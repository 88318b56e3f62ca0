//! Interactive command console.
//!
//! Commands are a closed set looked up through [`COMMANDS`]; anything that
//! is not in the table is rejected before it reaches the running bot.

use miette::{IntoDiagnostic, Result};
use owo_colors::OwoColorize;
use rtar_core::ProcessorEvent;
use rustyline_async::{Readline, ReadlineEvent};
use tokio::sync::broadcast;

use crate::app::App;
use crate::output::{Output, format_flag, format_status};

#[derive(Debug, Clone, Copy, PartialEq, Eq)]
enum CommandKind {
    Help,
    Stats,
    Rate,
    Clear,
    Exit,
    Auto,
    Send,
    AdbTest,
    Config,
    Disconnect,
    Reconnect,
    Reset,
    Health,
    Presets,
    Debug,
    Block,
    Unblock,
    Filters,
}

/// One row of the command table
#[derive(Debug)]
pub struct CommandSpec {
    pub name: &'static str,
    pub usage: &'static str,
    pub description: &'static str,
    kind: CommandKind,
}

pub const COMMANDS: &[CommandSpec] = &[
    CommandSpec {
        name: "/help",
        usage: "/help",
        description: "Show this list",
        kind: CommandKind::Help,
    },
    CommandSpec {
        name: "/stats",
        usage: "/stats",
        description: "Processing statistics",
        kind: CommandKind::Stats,
    },
    CommandSpec {
        name: "/rate",
        usage: "/rate [0-1]",
        description: "Show or set the reply probability for ordinary comments",
        kind: CommandKind::Rate,
    },
    CommandSpec {
        name: "/clear",
        usage: "/clear",
        description: "Forget processed comments and the context window",
        kind: CommandKind::Clear,
    },
    CommandSpec {
        name: "/exit",
        usage: "/exit",
        description: "Shut down and quit",
        kind: CommandKind::Exit,
    },
    CommandSpec {
        name: "/auto",
        usage: "/auto",
        description: "Toggle automatic delivery of replies",
        kind: CommandKind::Auto,
    },
    CommandSpec {
        name: "/send",
        usage: "/send <text>",
        description: "Post text through the device bridge",
        kind: CommandKind::Send,
    },
    CommandSpec {
        name: "/adbtest",
        usage: "/adbtest",
        description: "Check the device bridge",
        kind: CommandKind::AdbTest,
    },
    CommandSpec {
        name: "/config",
        usage: "/config",
        description: "Show the active configuration",
        kind: CommandKind::Config,
    },
    CommandSpec {
        name: "/disconnect",
        usage: "/disconnect",
        description: "Close the comment stream",
        kind: CommandKind::Disconnect,
    },
    CommandSpec {
        name: "/reconnect",
        usage: "/reconnect",
        description: "Reconnect the comment stream now",
        kind: CommandKind::Reconnect,
    },
    CommandSpec {
        name: "/reset",
        usage: "/reset",
        description: "Clear reconnect attempts and re-enable auto-reconnect",
        kind: CommandKind::Reset,
    },
    CommandSpec {
        name: "/health",
        usage: "/health",
        description: "Stream health and reconnect state",
        kind: CommandKind::Health,
    },
    CommandSpec {
        name: "/presets",
        usage: "/presets",
        description: "List preset reply templates",
        kind: CommandKind::Presets,
    },
    CommandSpec {
        name: "/debug",
        usage: "/debug",
        description: "Toggle debug logging",
        kind: CommandKind::Debug,
    },
    CommandSpec {
        name: "/block",
        usage: "/block <id>",
        description: "Never reply to a sender id",
        kind: CommandKind::Block,
    },
    CommandSpec {
        name: "/unblock",
        usage: "/unblock <id>",
        description: "Remove a sender id from the blocklist",
        kind: CommandKind::Unblock,
    },
    CommandSpec {
        name: "/filters",
        usage: "/filters",
        description: "List blocked sender ids",
        kind: CommandKind::Filters,
    },
];

#[derive(Debug, Clone, PartialEq)]
pub enum ConsoleCommand {
    Help,
    Stats,
    Rate(Option<f64>),
    Clear,
    Exit,
    Auto,
    Send(String),
    AdbTest,
    Config,
    Disconnect,
    Reconnect,
    Reset,
    Health,
    Presets,
    Debug,
    Block(String),
    Unblock(String),
    Filters,
}

#[derive(Debug, Clone, PartialEq, thiserror::Error)]
pub enum ParseError {
    #[error("Commands start with '/', try /help")]
    NotACommand,
    #[error("Unknown command {0}, try /help")]
    Unknown(String),
    #[error("Usage: {0}")]
    MissingArgument(&'static str),
    #[error("Response rate must be a number between 0 and 1, got {0}")]
    InvalidRate(String),
}

impl ConsoleCommand {
    /// Parse one console line
    pub fn parse(line: &str) -> std::result::Result<Self, ParseError> {
        let line = line.trim();
        if !line.starts_with('/') {
            return Err(ParseError::NotACommand);
        }

        let (name, rest) = match line.split_once(char::is_whitespace) {
            Some((name, rest)) => (name, rest.trim()),
            None => (line, ""),
        };
        let name = name.to_lowercase();
        let spec = COMMANDS
            .iter()
            .find(|spec| spec.name == name)
            .ok_or_else(|| ParseError::Unknown(name.clone()))?;

        let argument = || {
            if rest.is_empty() {
                Err(ParseError::MissingArgument(spec.usage))
            } else {
                Ok(rest.to_string())
            }
        };

        Ok(match spec.kind {
            CommandKind::Help => Self::Help,
            CommandKind::Stats => Self::Stats,
            CommandKind::Rate if rest.is_empty() => Self::Rate(None),
            CommandKind::Rate => match rest.parse::<f64>() {
                Ok(rate) if (0.0..=1.0).contains(&rate) => Self::Rate(Some(rate)),
                _ => return Err(ParseError::InvalidRate(rest.to_string())),
            },
            CommandKind::Clear => Self::Clear,
            CommandKind::Exit => Self::Exit,
            CommandKind::Auto => Self::Auto,
            CommandKind::Send => Self::Send(argument()?),
            CommandKind::AdbTest => Self::AdbTest,
            CommandKind::Config => Self::Config,
            CommandKind::Disconnect => Self::Disconnect,
            CommandKind::Reconnect => Self::Reconnect,
            CommandKind::Reset => Self::Reset,
            CommandKind::Health => Self::Health,
            CommandKind::Presets => Self::Presets,
            CommandKind::Debug => Self::Debug,
            CommandKind::Block => Self::Block(argument()?),
            CommandKind::Unblock => Self::Unblock(argument()?),
            CommandKind::Filters => Self::Filters,
        })
    }
}

/// Run the console until `/exit`, Ctrl-C or end of input, then shut the
/// bot down while the prompt can still show its logs.
pub async fn run(app: &App) -> Result<()> {
    let (mut rl, writer) = Readline::new(format!("{} ", ">".bright_blue())).into_diagnostic()?;
    app.logging.attach_prompt(writer.clone());
    let output = Output::new().with_writer(writer);

    output.status("Type /help for commands, /exit to quit");
    let printer = tokio::spawn(print_events(
        app.processor.subscribe(),
        output.clone(),
        app.config.bot.nickname.clone(),
    ));

    loop {
        let event = tokio::select! {
            event = rl.readline() => event,
            _ = tokio::signal::ctrl_c() => {
                output.status("CTRL-C");
                break;
            }
        };

        match event {
            Ok(ReadlineEvent::Line(line)) => {
                if line.trim().is_empty() {
                    continue;
                }
                rl.add_history_entry(line.clone());

                match ConsoleCommand::parse(&line) {
                    Ok(ConsoleCommand::Exit) => break,
                    Ok(command) => {
                        if let Err(e) = execute(app, &output, command).await {
                            output.error(&format!("Command error: {}", e));
                        }
                    }
                    Err(e) => output.warning(&e.to_string()),
                }
            }
            Ok(ReadlineEvent::Interrupted) => {
                output.status("CTRL-C");
                break;
            }
            Ok(ReadlineEvent::Eof) => {
                output.status("CTRL-D");
                break;
            }
            Err(err) => {
                output.error(&format!("Error: {:?}", err));
                break;
            }
        }
    }

    app.shutdown().await;
    printer.abort();
    output.status("Goodbye!");
    let _ = rl.flush();
    app.logging.detach_prompt();
    Ok(())
}

/// Show the comment feed and reply outcomes as they happen
async fn print_events(
    mut events: broadcast::Receiver<ProcessorEvent>,
    output: Output,
    nickname: String,
) {
    loop {
        match events.recv().await {
            Ok(ProcessorEvent::Received(message)) => output.comment(&message),
            Ok(ProcessorEvent::Replied {
                source,
                text,
                delivered,
                ..
            }) => output.reply(&nickname, source, &text, delivered),
            Ok(ProcessorEvent::Failed { message_id, error }) => {
                output.warning(&format!("No reply for {}: {}", message_id, error))
            }
            Err(broadcast::error::RecvError::Lagged(skipped)) => {
                tracing::debug!("Console skipped {} events", skipped);
            }
            Err(broadcast::error::RecvError::Closed) => break,
        }
    }
}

• What is required: Filter the records for the word "sender" and show every line that has it.

• Result for this task:
        description: "Never reply to a sender id",
        description: "Remove a sender id from the blocklist",
        description: "List blocked sender ids",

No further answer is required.